В 4 часа, чувствуя свое бьющееся сердце, Левин слез с извозчика у Зоологического сада и пошел дорожкой к горам и катку, наверное зная, что найдет ее там, потому что видел карету Щербацких у подъезда.

Был ясный морозный день. У подъезда рядами стояли кареты, сани, ваньки, жандармы. Чистый народ, блестя на ярком солнце шляпами, кишел у входа и по расчищенным дорожкам, между русскими домиками с резными князьками; старые кудрявые березы сада, обвисшие всеми ветвями от снега, казалось, были разубраны в новые торжественные ризы.

Он шел по дорожке к катку и говорил себе: «Надо не волноваться, надо успокоиться. О чем ты? Чего ты? Молчи, глупое», — обращался он к своему сердцу. И чем больше он старался себя успокоить, тем все хуже захватывало ему дыхание. Знакомый встретился и окликнул его, но Левин даже не узнал, кто это был. Он подошел к горам, на которых гремели цепи спускаемых и поднимаемых салазок, грохотали катившиеся салазки и звучали веселые голоса. Он прошел еще несколько шагов, и пред ним открылся каток, и тотчас же среди всех катавшихся он узнал ее.

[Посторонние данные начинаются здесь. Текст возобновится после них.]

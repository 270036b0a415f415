//! The simulation driver: owns the graph, the walker and the clock, and runs
//! the tick pipeline.
//!
//! # Tick pipeline
//!
//! Each tick runs, in order:
//! 1. **Clock** -- advance the tick counter and stamp the graph store.
//! 2. **Pre-tick** -- apply queued external mutations, moving the walker off
//!    any node that is about to disappear.
//! 3. **Evolve** -- the growth rule performs at most one structural batch.
//! 4. **Decay** -- every node's activity is multiplied by `activity_decay`.
//! 5. **Walk** -- the walker takes exactly one step.
//! 6. **Bookkeeping** -- state hash and snapshot.
//! 7. **Deliver** -- the snapshot goes to every sink; stop requests are
//!    honoured once the tick is complete.
//!
//! # Lifecycle
//!
//! `Idle → Running → (Paused ⇄ Running) → Stopped`. [`Simulation::step`]
//! runs one tick from any non-terminal status without changing it;
//! [`Simulation::run`] only advances while `Running`.

use crate::command::{AppliedMutation, ExternalMutation, MutationQueue};
use crate::config::{ConfigError, SimConfig};
use crate::evolution::{Evolution, Mutation};
use crate::graph::{GraphError, GraphRef, WalkGraph, ordered};
use crate::id::NodeId;
use crate::memory::WalkerMemory;
use crate::rng::SimRng;
use crate::sim::{Lifecycle, SimState, SimStatus, Ticks};
use crate::sink::{SinkControl, SnapshotSink};
use crate::snapshot::Snapshot;
use crate::walk::{WalkPolicy, teleport_target};
use crate::walker::{StepRecord, Walker};
use std::fmt;
use std::sync::Arc;
use std::sync::atomic::{AtomicBool, Ordering};
use tracing::{debug, info, warn};

// ---------------------------------------------------------------------------
// Error types
// ---------------------------------------------------------------------------

#[derive(Debug, thiserror::Error)]
pub enum SimError {
    #[error("invalid configuration: {0}")]
    Config(#[from] ConfigError),
    #[error("graph error: {0}")]
    Graph(#[from] GraphError),
    #[error("simulation is stopped")]
    Stopped,
    #[error("cannot {action} a {from} simulation")]
    InvalidTransition { from: SimStatus, action: Lifecycle },
    #[error("cannot remove {0}: it is the last node in the graph")]
    LastNode(NodeId),
}

// ---------------------------------------------------------------------------
// Stop handle
// ---------------------------------------------------------------------------

/// Cloneable handle that requests a cooperative stop. The driver checks it
/// between ticks, never in the middle of one.
#[derive(Debug, Clone, Default)]
pub struct StopHandle(Arc<AtomicBool>);

impl StopHandle {
    pub fn stop(&self) {
        self.0.store(true, Ordering::SeqCst);
    }

    pub fn is_stop_requested(&self) -> bool {
        self.0.load(Ordering::SeqCst)
    }
}

// ---------------------------------------------------------------------------
// Tick report
// ---------------------------------------------------------------------------

/// Summary of one completed tick.
#[derive(Debug, Clone, PartialEq)]
pub struct TickReport {
    pub tick: Ticks,
    pub mutation: Mutation,
    pub applied: Vec<AppliedMutation>,
    pub step: StepRecord,
    pub state_hash: u64,
}

/// Observer used when the caller supplies none.
struct NoSink;

impl SnapshotSink for NoSink {
    fn accept(&mut self, _snapshot: &Arc<Snapshot>) -> SinkControl {
        SinkControl::Continue
    }
}

// ---------------------------------------------------------------------------
// Simulation
// ---------------------------------------------------------------------------

/// A single walker on an evolving graph.
pub struct Simulation {
    config: SimConfig,
    graph: WalkGraph,
    walker: Walker,
    evolution: Evolution,
    policy: WalkPolicy,
    rng: SimRng,
    state: SimState,
    queue: MutationQueue,
    sinks: Vec<Box<dyn SnapshotSink + Send>>,
    stop: StopHandle,
    last_snapshot: Arc<Snapshot>,
}
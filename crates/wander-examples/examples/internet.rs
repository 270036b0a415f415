//! Internet example: scale-free growth explored by a degree-seeking crawler.
//!
//! Preferential attachment builds hubs; the crawler's positive degree
//! exponent pulls it toward them. Prints the final degree histogram and the
//! crawler's favourite pages.
//!
//! Run with: `cargo run -p wander-examples --example internet`

use tracing::info;
use tracing_subscriber::EnvFilter;
use wander_core::simulation::Simulation;
use wander_data::presets;
use wander_stats::{StatsConfig, WalkStats, degree_histogram};

fn main() -> Result<(), Box<dyn std::error::Error>> {
    tracing_subscriber::fmt()
        .with_env_filter(EnvFilter::try_from_default_env().unwrap_or_else(|_| EnvFilter::new("info")))
        .with_target(true)
        .init();

    let scenario = presets::internet();
    let mut sim = Simulation::new(scenario.config)?;
    let mut stats = WalkStats::new(StatsConfig::default());
    sim.run_with(scenario.ticks, &mut stats)?;

    let snapshot = sim.snapshot();
    info!(
        tick = snapshot.tick,
        nodes = snapshot.node_count(),
        edges = snapshot.edge_count(),
        components = snapshot.component_count(),
        "network grown"
    );

    println!("degree  nodes");
    for (degree, count) in degree_histogram(&snapshot).iter().enumerate() {
        if *count > 0 {
            println!("{degree:>6}  {count}");
        }
    }

    let mut ranked: Vec<_> = stats.visit_distribution();
    ranked.sort_by(|a, b| b.1.total_cmp(&a.1).then(a.0.cmp(&b.0)));
    println!("\nmost crawled:");
    for (node, share) in ranked.iter().take(5) {
        let degree = snapshot.node(*node).map_or(0, |n| n.degree);
        println!("  {node}  degree {degree:>2}  {:.1}% of visits", share * 100.0);
    }

    info!(teleport_rate = stats.teleport_rate(), "crawl finished");
    Ok(())
}
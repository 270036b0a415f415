//! Immutable views of simulation state handed to observers.
//!
//! All types are owned copies, with no references into the live graph or
//! walker, so a snapshot can be shared (as `Arc<Snapshot>`) with renderers
//! and statistics collectors while the simulation keeps running.

use crate::command::AppliedMutation;
use crate::evolution::Mutation;
use crate::graph::WalkGraph;
use crate::id::{ComponentId, NodeId};
use crate::sim::{StateHash, Ticks};
use crate::walker::{StepKind, Walker};
use serde::{Deserialize, Serialize};

// ---------------------------------------------------------------------------
// Snapshot types
// ---------------------------------------------------------------------------

#[derive(Debug, Clone, PartialEq, Serialize, Deserialize)]
pub struct NodeSnapshot {
    pub id: NodeId,
    pub created_at: Ticks,
    pub age: Ticks,
    pub degree: u32,
    pub activity: f64,
    pub component: ComponentId,
}

#[derive(Debug, Clone, PartialEq, Serialize, Deserialize)]
pub struct EdgeSnapshot {
    /// Lower endpoint.
    pub a: NodeId,
    /// Higher endpoint.
    pub b: NodeId,
    pub weight: f64,
    pub created_at: Ticks,
}

#[derive(Debug, Clone, PartialEq, Serialize, Deserialize)]
pub struct WalkerSnapshot {
    pub position: NodeId,
    /// Path history, oldest first. Copied on every capture, so an unbounded
    /// `path_capacity` makes long runs quadratic.
    pub path: Vec<NodeId>,
    pub teleported: bool,
    /// `None` before the first step.
    pub step_kind: Option<StepKind>,
    /// Memory entries in ascending node order.
    pub memory: Vec<(NodeId, f64)>,
}

/// Complete graph and walker state after a tick.
#[derive(Debug, Clone, PartialEq, Serialize, Deserialize)]
pub struct Snapshot {
    pub tick: Ticks,
    /// Nodes in ascending id order.
    pub nodes: Vec<NodeSnapshot>,
    /// Edges sorted by `(a, b)`.
    pub edges: Vec<EdgeSnapshot>,
    pub walker: WalkerSnapshot,
    /// What the growth rule did this tick.
    pub mutation: Mutation,
    /// External mutations applied in this tick's pre-tick phase.
    pub applied: Vec<AppliedMutation>,
    pub state_hash: u64,
}

impl Snapshot {
    /// Capture the current state. `rng_state` feeds the state hash so two
    /// runs only hash equal if their generators agree as well.
    pub(crate) fn capture(
        graph: &mut WalkGraph,
        walker: &Walker,
        mutation: Mutation,
        applied: Vec<AppliedMutation>,
        rng_state: u64,
    ) -> Self {
        let tick = graph.clock();
        let components = graph.components().clone();

        let nodes = graph
            .nodes()
            .map(|(id, data)| NodeSnapshot {
                id,
                created_at: data.created_at,
                age: tick.saturating_sub(data.created_at),
                degree: data.degree,
                activity: data.activity,
                component: components.get(&id).copied().unwrap_or(ComponentId(0)),
            })
            .collect();

        let mut edges: Vec<EdgeSnapshot> = graph
            .edges()
            .map(|(_, e)| EdgeSnapshot {
                a: e.a,
                b: e.b,
                weight: e.weight,
                created_at: e.created_at,
            })
            .collect();
        edges.sort_by_key(|e| (e.a, e.b));

        let walker = WalkerSnapshot {
            position: walker.position(),
            path: walker.path().iter().copied().collect(),
            teleported: walker.teleported(),
            step_kind: walker.last_step(),
            memory: walker.memory().iter().collect(),
        };

        let mut snapshot = Self {
            tick,
            nodes,
            edges,
            walker,
            mutation,
            applied,
            state_hash: 0,
        };
        snapshot.state_hash = snapshot.content_hash(rng_state);
        snapshot
    }

    /// FNV-1a hash over everything except `state_hash` itself.
    pub fn content_hash(&self, rng_state: u64) -> u64 {
        let mut h = StateHash::new();
        h.write_u64(self.tick);
        h.write_u64(rng_state);

        for n in &self.nodes {
            h.write_u64(n.id.0);
            h.write_u64(n.created_at);
            h.write_u32(n.degree);
            h.write_f64(n.activity);
            h.write_u32(n.component.0);
        }
        for e in &self.edges {
            h.write_u64(e.a.0);
            h.write_u64(e.b.0);
            h.write_f64(e.weight);
            h.write_u64(e.created_at);
        }

        let w = &self.walker;
        h.write_u64(w.position.0);
        h.write_u32(w.teleported as u32);
        h.write_u32(match w.step_kind {
            None => 0,
            Some(StepKind::Moved) => 1,
            Some(StepKind::Stayed) => 2,
            Some(StepKind::Teleported) => 3,
            Some(StepKind::Jumped) => 4,
        });
        for node in &w.path {
            h.write_u64(node.0);
        }
        for &(node, weight) in &w.memory {
            h.write_u64(node.0);
            h.write_f64(weight);
        }
        h.finish()
    }

    /// Look up a node by id.
    pub fn node(&self, id: NodeId) -> Option<&NodeSnapshot> {
        self.nodes
            .binary_search_by_key(&id, |n| n.id)
            .ok()
            .map(|i| &self.nodes[i])
    }

    pub fn node_count(&self) -> usize {
        self.nodes.len()
    }

    pub fn edge_count(&self) -> usize {
        self.edges.len()
    }

    /// Number of distinct components.
    pub fn component_count(&self) -> usize {
        self.nodes
            .iter()
            .map(|n| n.component)
            .max()
            .map_or(0, |c| c.0 as usize + 1)
    }
}
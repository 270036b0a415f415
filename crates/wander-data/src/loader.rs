//! Reads configuration and scenario files.
//!
//! Provides format detection (RON/JSON/TOML), file discovery, and
//! deserialization helpers. Every loaded configuration is validated before
//! it is returned.

use crate::presets;
use crate::schema::ScenarioFile;
use serde::de::DeserializeOwned;
use std::path::{Path, PathBuf};
use tracing::debug;
use wander_core::config::{ConfigError, SimConfig};

// ===========================================================================
// Errors
// ===========================================================================

/// Errors that can occur during data loading.
#[derive(Debug, thiserror::Error)]
pub enum DataLoadError {
    /// The file has an extension we don't support.
    #[error("unsupported format for file: {file}")]
    UnsupportedFormat { file: PathBuf },

    /// Two files with the same base name but different formats exist.
    #[error("conflicting formats: {a} and {b}")]
    ConflictingFormats { a: PathBuf, b: PathBuf },

    /// A deserialization error occurred.
    #[error("parse error in {file}: {detail}")]
    Parse { file: PathBuf, detail: String },

    /// The file parsed but describes an invalid configuration.
    #[error("invalid configuration in {file}: {source}")]
    Config {
        file: PathBuf,
        #[source]
        source: ConfigError,
    },

    /// Neither a scenario file nor a preset has this name.
    #[error("unknown scenario '{0}'")]
    UnknownScenario(String),

    /// An I/O error occurred.
    #[error(transparent)]
    Io(#[from] std::io::Error),
}

// ===========================================================================
// Format detection
// ===========================================================================

/// Supported data file formats.
#[derive(Debug, Clone, Copy, PartialEq, Eq)]
pub enum Format {
    Ron,
    Toml,
    Json,
}

const EXTENSIONS: [&str; 3] = ["ron", "toml", "json"];

/// Detect the format of a file based on its extension.
pub fn detect_format(path: &Path) -> Result<Format, DataLoadError> {
    match path.extension().and_then(|e| e.to_str()) {
        Some("ron") => Ok(Format::Ron),
        Some("toml") => Ok(Format::Toml),
        Some("json") => Ok(Format::Json),
        _ => Err(DataLoadError::UnsupportedFormat {
            file: path.to_path_buf(),
        }),
    }
}

// ===========================================================================
// File discovery
// ===========================================================================

/// Scan a directory for a data file with the given base name (without extension).
///
/// Looks for `{base_name}.ron`, `{base_name}.toml`, and `{base_name}.json`.
/// Returns `Ok(None)` if no file is found, or `Err(ConflictingFormats)` if
/// multiple formats exist for the same base name.
pub fn find_data_file(dir: &Path, base_name: &str) -> Result<Option<PathBuf>, DataLoadError> {
    let mut found: Option<PathBuf> = None;

    for ext in &EXTENSIONS {
        let candidate = dir.join(format!("{base_name}.{ext}"));
        if candidate.exists() {
            if let Some(ref existing) = found {
                return Err(DataLoadError::ConflictingFormats {
                    a: existing.clone(),
                    b: candidate,
                });
            }
            found = Some(candidate);
        }
    }

    Ok(found)
}

/// All files in `dir` with a supported extension, sorted by path.
pub fn discover_scenarios(dir: &Path) -> Result<Vec<PathBuf>, DataLoadError> {
    let mut paths = Vec::new();
    for entry in std::fs::read_dir(dir)? {
        let path = entry?.path();
        if path.is_file() && detect_format(&path).is_ok() {
            paths.push(path);
        }
    }
    paths.sort();
    Ok(paths)
}

// ===========================================================================
// Deserialization
// ===========================================================================

/// Deserialize `content` in the given format. `file` is only used for error
/// reporting.
pub fn deserialize_str<T: DeserializeOwned>(
    content: &str,
    format: Format,
    file: &Path,
) -> Result<T, DataLoadError> {
    let parse_err = |detail: String| DataLoadError::Parse {
        file: file.to_path_buf(),
        detail,
    };
    match format {
        Format::Ron => ron::from_str(content).map_err(|e| parse_err(e.to_string())),
        Format::Json => serde_json::from_str(content).map_err(|e| parse_err(e.to_string())),
        Format::Toml => toml::from_str(content).map_err(|e| parse_err(e.to_string())),
    }
}

/// Read a file and deserialize it according to its format (detected from extension).
pub fn deserialize_file<T: DeserializeOwned>(path: &Path) -> Result<T, DataLoadError> {
    let format = detect_format(path)?;
    let content = std::fs::read_to_string(path)?;
    deserialize_str(&content, format, path)
}

// ===========================================================================
// Loading
// ===========================================================================

fn validated(config: &SimConfig, file: &Path) -> Result<(), DataLoadError> {
    config.validate().map_err(|source| DataLoadError::Config {
        file: file.to_path_buf(),
        source,
    })
}

/// Load and validate a bare [`SimConfig`] file.
pub fn load_config(path: &Path) -> Result<SimConfig, DataLoadError> {
    let config: SimConfig = deserialize_file(path)?;
    validated(&config, path)?;
    debug!(file = %path.display(), "loaded config");
    Ok(config)
}

/// Load a scenario file and validate its configuration.
pub fn load_scenario(path: &Path) -> Result<ScenarioFile, DataLoadError> {
    let scenario: ScenarioFile = deserialize_file(path)?;
    validated(&scenario.config, path)?;
    debug!(file = %path.display(), name = %scenario.name, ticks = scenario.ticks, "loaded scenario");
    Ok(scenario)
}

/// Resolve a scenario by name: a file `{name}.{ron,toml,json}` in `dir`
/// takes precedence over a built-in preset of the same name.
pub fn resolve_scenario(dir: Option<&Path>, name: &str) -> Result<ScenarioFile, DataLoadError> {
    if let Some(dir) = dir
        && let Some(path) = find_data_file(dir, name)?
    {
        return load_scenario(&path);
    }
    presets::preset(name).ok_or_else(|| DataLoadError::UnknownScenario(name.to_string()))
}

// ===========================================================================
// Tests
// ===========================================================================
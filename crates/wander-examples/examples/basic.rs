//! Basic example: a small random graph and an edge-weighted walker.
//!
//! Runs the `basic` scenario, or a scenario file given as the first
//! argument, and logs the walker's progress every ten ticks.
//!
//! Run with: `cargo run -p wander-examples --example basic [scenario.ron]`

use std::path::Path;

use tracing::info;
use tracing_subscriber::EnvFilter;
use wander_core::simulation::Simulation;
use wander_data::{load_scenario, presets};
use wander_stats::{StatsConfig, WalkStats};

fn main() -> Result<(), Box<dyn std::error::Error>> {
    tracing_subscriber::fmt()
        .with_env_filter(EnvFilter::try_from_default_env().unwrap_or_else(|_| EnvFilter::new("info")))
        .with_target(true)
        .init();

    let scenario = match std::env::args().nth(1) {
        Some(path) => load_scenario(Path::new(&path))?,
        None => presets::basic(),
    };
    info!(name = %scenario.name, ticks = scenario.ticks, "running scenario");

    let mut sim = Simulation::new(scenario.config)?;
    let mut stats = WalkStats::new(StatsConfig::default());
    sim.start()?;

    for _ in 0..scenario.ticks {
        let report = sim.step_with(&mut stats)?;
        if report.tick % 10 == 0 {
            info!(
                tick = report.tick,
                position = %report.step.to,
                kind = ?report.step.kind,
                nodes = sim.graph().node_count(),
                edges = sim.graph().edge_count(),
                "progress"
            );
        }
    }

    let changes = stats.changes();
    info!(
        coverage = stats.coverage(),
        teleport_rate = stats.teleport_rate(),
        nodes_added = changes.nodes_added,
        edges_added = changes.edges_added,
        "done"
    );
    if let Some((node, visits)) = stats.most_visited() {
        info!(%node, visits, "most visited node");
    }
    Ok(())
}
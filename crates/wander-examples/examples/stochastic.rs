//! Stochastic example: random growth, weighted edges, jumps and stays.
//!
//! Streams every snapshot to a frame file, reads it back, then compares a
//! small ensemble of seeds.
//!
//! Run with: `cargo run -p wander-examples --example stochastic`

use std::fs::File;
use std::io::{BufReader, BufWriter};

use tracing::info;
use tracing_subscriber::EnvFilter;
use wander_core::frame::{FrameEncoder, FrameReader};
use wander_core::simulation::Simulation;
use wander_core::walker::StepKind;
use wander_data::presets;
use wander_stats::run_ensemble;

fn main() -> Result<(), Box<dyn std::error::Error>> {
    tracing_subscriber::fmt()
        .with_env_filter(EnvFilter::try_from_default_env().unwrap_or_else(|_| EnvFilter::new("info")))
        .with_target(true)
        .init();

    let scenario = presets::stochastic();
    let path = std::env::temp_dir().join("wander_stochastic.frames");

    let mut sim = Simulation::new(scenario.config.clone())?;
    let mut encoder = FrameEncoder::new(BufWriter::new(File::create(&path)?));
    sim.run_with(scenario.ticks, &mut encoder)?;
    if let Some(err) = encoder.error() {
        return Err(format!("frame stream failed: {err}").into());
    }
    info!(frames = encoder.frames_written(), path = %path.display(), "frames written");
    encoder.into_inner().into_inner()?;

    let mut stays = 0;
    let mut jumps = 0;
    let mut last_tick = 0;
    for snapshot in FrameReader::new(BufReader::new(File::open(&path)?)) {
        let snapshot = snapshot?;
        match snapshot.walker.step_kind {
            Some(StepKind::Stayed) => stays += 1,
            Some(StepKind::Jumped) => jumps += 1,
            _ => {}
        }
        last_tick = snapshot.tick;
    }
    info!(last_tick, stays, jumps, "frames replayed");

    let seeds: Vec<u64> = (1..=8).collect();
    println!("seed  nodes  edges  comps  maxdeg  coverage  teleport");
    for run in run_ensemble(&scenario.config, &seeds, scenario.ticks)? {
        println!(
            "{:>4}  {:>5}  {:>5}  {:>5}  {:>6}  {:>8}  {:>8.3}",
            run.seed,
            run.node_count,
            run.edge_count,
            run.component_count,
            run.max_degree,
            run.coverage,
            run.teleport_rate
        );
    }
    Ok(())
}
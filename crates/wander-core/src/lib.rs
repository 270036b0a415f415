//! Wander Core -- a biased random walker on an evolving graph.
//!
//! A single walker moves through an undirected graph that grows while it
//! walks. The walker is biased by edge weight, neighbor degree, node
//! activity and a decaying memory of recently visited nodes, and teleports
//! when it reaches a dead end.
//!
//! # Tick Pipeline
//!
//! Each call to [`simulation::Simulation::step`] advances the simulation by
//! one tick:
//!
//! 1. **Clock** -- increment the tick counter and stamp the graph store.
//! 2. **Pre-tick** -- apply queued external mutations (node/edge removal,
//!    connects), relocating the walker off removed nodes.
//! 3. **Evolve** -- the growth strategy adds at most one node or edge batch.
//! 4. **Decay** -- node activity decays.
//! 5. **Walk** -- the walker takes one step.
//! 6. **Bookkeeping** -- compute the state hash and take a snapshot.
//! 7. **Deliver** -- hand the snapshot to every sink.
//!
//! Everything is deterministic: one [`rng::SimRng`] seeded from the config
//! drives every random choice, and all node-keyed state is ordered.
//!
//! # Key Types
//!
//! - [`simulation::Simulation`] -- Driver, lifecycle and tick pipeline.
//! - [`graph::WalkGraph`] -- Undirected graph with degree, activity, age and
//!   lazily cached connected components.
//! - [`evolution::Evolution`] -- Random, preferential and aging growth.
//! - [`walk::WalkPolicy`] -- Transition scoring, jumps, stays and teleports.
//! - [`walker::Walker`] -- Position, bounded path and [`memory::WalkerMemory`].
//! - [`snapshot::Snapshot`] -- Immutable per-tick view for observers.
//! - [`sink::SnapshotSink`] -- Snapshot consumers, including
//!   [`frame::FrameEncoder`] for binary frames.

pub mod command;
pub mod config;
pub mod evolution;
pub mod frame;
pub mod graph;
pub mod id;
pub mod memory;
pub mod rng;
pub mod sim;
pub mod simulation;
pub mod sink;
pub mod snapshot;
pub mod validation;
pub mod walk;
pub mod walker;

#[cfg(any(test, feature = "test-utils"))]
pub mod test_utils;
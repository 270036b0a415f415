//! Binary snapshot frames for out-of-process renderers.
//!
//! Each frame is a bitcode-encoded [`Snapshot`] behind a versioned header.
//! On a byte stream frames are length-prefixed (u32, little endian). Frames
//! are a transport encoding for live observers, not a save format.

use crate::sim::Ticks;
use crate::sink::{SinkControl, SnapshotSink};
use crate::snapshot::Snapshot;
use serde::{Deserialize, Serialize};
use std::io::{self, Read, Write};
use std::sync::Arc;

// ---------------------------------------------------------------------------
// Constants
// ---------------------------------------------------------------------------

/// Magic number identifying a snapshot frame.
pub const FRAME_MAGIC: u32 = 0x57A1_0001;

/// Current frame format version. Increment when breaking the wire format.
pub const FRAME_VERSION: u32 = 1;

/// Largest frame body accepted on a stream, in bytes.
pub const MAX_FRAME_LEN: u32 = 64 * 1024 * 1024;

// ---------------------------------------------------------------------------
// Error types
// ---------------------------------------------------------------------------

#[derive(Debug, thiserror::Error)]
pub enum FrameError {
    #[error("bitcode encoding failed: {0}")]
    Encode(String),
    #[error("bitcode decoding failed: {0}")]
    Decode(String),
    #[error("invalid magic number: expected 0x{:08X}, got 0x{:08X}", FRAME_MAGIC, .0)]
    InvalidMagic(u32),
    #[error("unsupported frame version: expected {}, got {}", FRAME_VERSION, .0)]
    UnsupportedVersion(u32),
    #[error("frame of {} bytes exceeds the {} byte limit", .0, MAX_FRAME_LEN)]
    TooLarge(usize),
    #[error("stream ended {0} bytes into a frame length prefix")]
    TruncatedPrefix(usize),
    #[error("frame i/o failed: {0}")]
    Io(#[from] io::Error),
}

// ---------------------------------------------------------------------------
// Frame header
// ---------------------------------------------------------------------------

/// Header carried by every frame.
#[derive(Debug, Clone, PartialEq, Eq, Serialize, Deserialize)]
pub struct FrameHeader {
    pub magic: u32,
    pub version: u32,
    /// Tick of the enclosed snapshot.
    pub tick: Ticks,
}

impl FrameHeader {
    pub fn new(tick: Ticks) -> Self {
        Self {
            magic: FRAME_MAGIC,
            version: FRAME_VERSION,
            tick,
        }
    }

    pub fn validate(&self) -> Result<(), FrameError> {
        if self.magic != FRAME_MAGIC {
            return Err(FrameError::InvalidMagic(self.magic));
        }
        if self.version != FRAME_VERSION {
            return Err(FrameError::UnsupportedVersion(self.version));
        }
        Ok(())
    }
}

#[derive(Serialize, Deserialize)]
struct Frame {
    header: FrameHeader,
    snapshot: Snapshot,
}

/// Encode a snapshot into a single frame.
pub fn encode_frame(snapshot: &Snapshot) -> Result<Vec<u8>, FrameError> {
    let frame = Frame {
        header: FrameHeader::new(snapshot.tick),
        snapshot: snapshot.clone(),
    };
    bitcode::serialize(&frame).map_err(|e| FrameError::Encode(e.to_string()))
}

/// Decode a single frame, validating its header.
pub fn decode_frame(data: &[u8]) -> Result<Snapshot, FrameError> {
    // bitcode has no partial decoding, so the header is checked after the
    // whole frame decodes.
    let frame: Frame =
        bitcode::deserialize(data).map_err(|e| FrameError::Decode(e.to_string()))?;
    frame.header.validate()?;
    Ok(frame.snapshot)
}

// ---------------------------------------------------------------------------
// Stream encoder / reader
// ---------------------------------------------------------------------------

/// A sink that writes each snapshot as a length-prefixed frame.
///
/// An encoding or write failure stops the run; the error is kept for the
/// caller in [`FrameEncoder::error`].
#[derive(Debug)]
pub struct FrameEncoder<W: Write> {
    writer: W,
    frames_written: u64,
    error: Option<FrameError>,
}

impl<W: Write> FrameEncoder<W> {
    pub fn new(writer: W) -> Self {
        Self {
            writer,
            frames_written: 0,
            error: None,
        }
    }

    /// Write one frame.
    pub fn write_snapshot(&mut self, snapshot: &Snapshot) -> Result<(), FrameError> {
        let bytes = encode_frame(snapshot)?;
        let len = u32::try_from(bytes.len())
            .ok()
            .filter(|&len| len <= MAX_FRAME_LEN)
            .ok_or(FrameError::TooLarge(bytes.len()))?;
        self.writer.write_all(&len.to_le_bytes())?;
        self.writer.write_all(&bytes)?;
        self.frames_written += 1;
        Ok(())
    }

    pub fn frames_written(&self) -> u64 {
        self.frames_written
    }

    /// The failure that stopped this encoder, if any.
    pub fn error(&self) -> Option<&FrameError> {
        self.error.as_ref()
    }

    pub fn into_inner(self) -> W {
        self.writer
    }
}

impl<W: Write> SnapshotSink for FrameEncoder<W> {
    fn accept(&mut self, snapshot: &Arc<Snapshot>) -> SinkControl {
        if self.error.is_some() {
            return SinkControl::Stop;
        }
        match self.write_snapshot(snapshot) {
            Ok(()) => SinkControl::Continue,
            Err(err) => {
                tracing::warn!(tick = snapshot.tick, %err, "frame encoder failed, stopping");
                self.error = Some(err);
                SinkControl::Stop
            }
        }
    }
}

/// Reads length-prefixed frames back from a byte stream.
#[derive(Debug)]
pub struct FrameReader<R: Read> {
    reader: R,
}

impl<R: Read> FrameReader<R> {
    pub fn new(reader: R) -> Self {
        Self { reader }
    }

    /// Read the next frame. Returns `Ok(None)` only when the stream ends
    /// exactly on a frame boundary.
    pub fn read_snapshot(&mut self) -> Result<Option<Snapshot>, FrameError> {
        let mut prefix = [0u8; 4];
        let mut filled = 0;
        while filled < prefix.len() {
            match self.reader.read(&mut prefix[filled..]) {
                Ok(0) => break,
                Ok(n) => filled += n,
                Err(err) if err.kind() == io::ErrorKind::Interrupted => {}
                Err(err) => return Err(err.into()),
            }
        }
        match filled {
            0 => return Ok(None),
            4 => {}
            partial => return Err(FrameError::TruncatedPrefix(partial)),
        }

        let len = u32::from_le_bytes(prefix);
        if len > MAX_FRAME_LEN {
            return Err(FrameError::TooLarge(len as usize));
        }
        let mut bytes = vec![0u8; len as usize];
        self.reader.read_exact(&mut bytes)?;
        decode_frame(&bytes).map(Some)
    }
}

impl<R: Read> Iterator for FrameReader<R> {
    type Item = Result<Snapshot, FrameError>;

    fn next(&mut self) -> Option<Self::Item> {
        self.read_snapshot().transpose()
    }
}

Он узнал, что она тут, по радости и страху, охватившим его сердце. Она стояла, разговаривая с дамой, на противоположном конце катка. Ничего, казалось, но было особенного ни в ее одежде, ни в ее позе; но для Левина так же легко было узнать ее в этой толпе, как розан в крапиве. Все освещалось ею. Она была улыбка, озарявшая все вокруг. «Неужели я могу сойти туда, на лед, подойти к ней?» — подумал он. Место, где она была, показалось ему недоступною святыней, и была минута, что он чуть не ушел: так страшно ему стало. Ему нужно было сделать усилие над собой и рассудить, что около нее ходят всякого рода люди, что и сам он мог прийти туда кататься на коньках. Он сошел вниз, избегая подолгу смотреть на нее, как на солнце, но он видел ее, как солнце, и не глядя.

На льду собирались в этот день недели и в эту пору дня люди одного кружка, все знакомые между собою. Были тут и мастера кататься, щеголявшие искусством, и учившиеся за креслами, с робкими неловкими движениями, и мальчики, и старые люди, катавшиеся для гигиенических целей; все казались Левину избранными счастливцами, потому что они были тут, вблизи от нее. Все катавшиеся, казалось, совершенно равнодушно обгоняли, догоняли ее, даже говорили с ней и совершенно независимо от нее веселились, пользуясь отличным льдом и хорошею погодой.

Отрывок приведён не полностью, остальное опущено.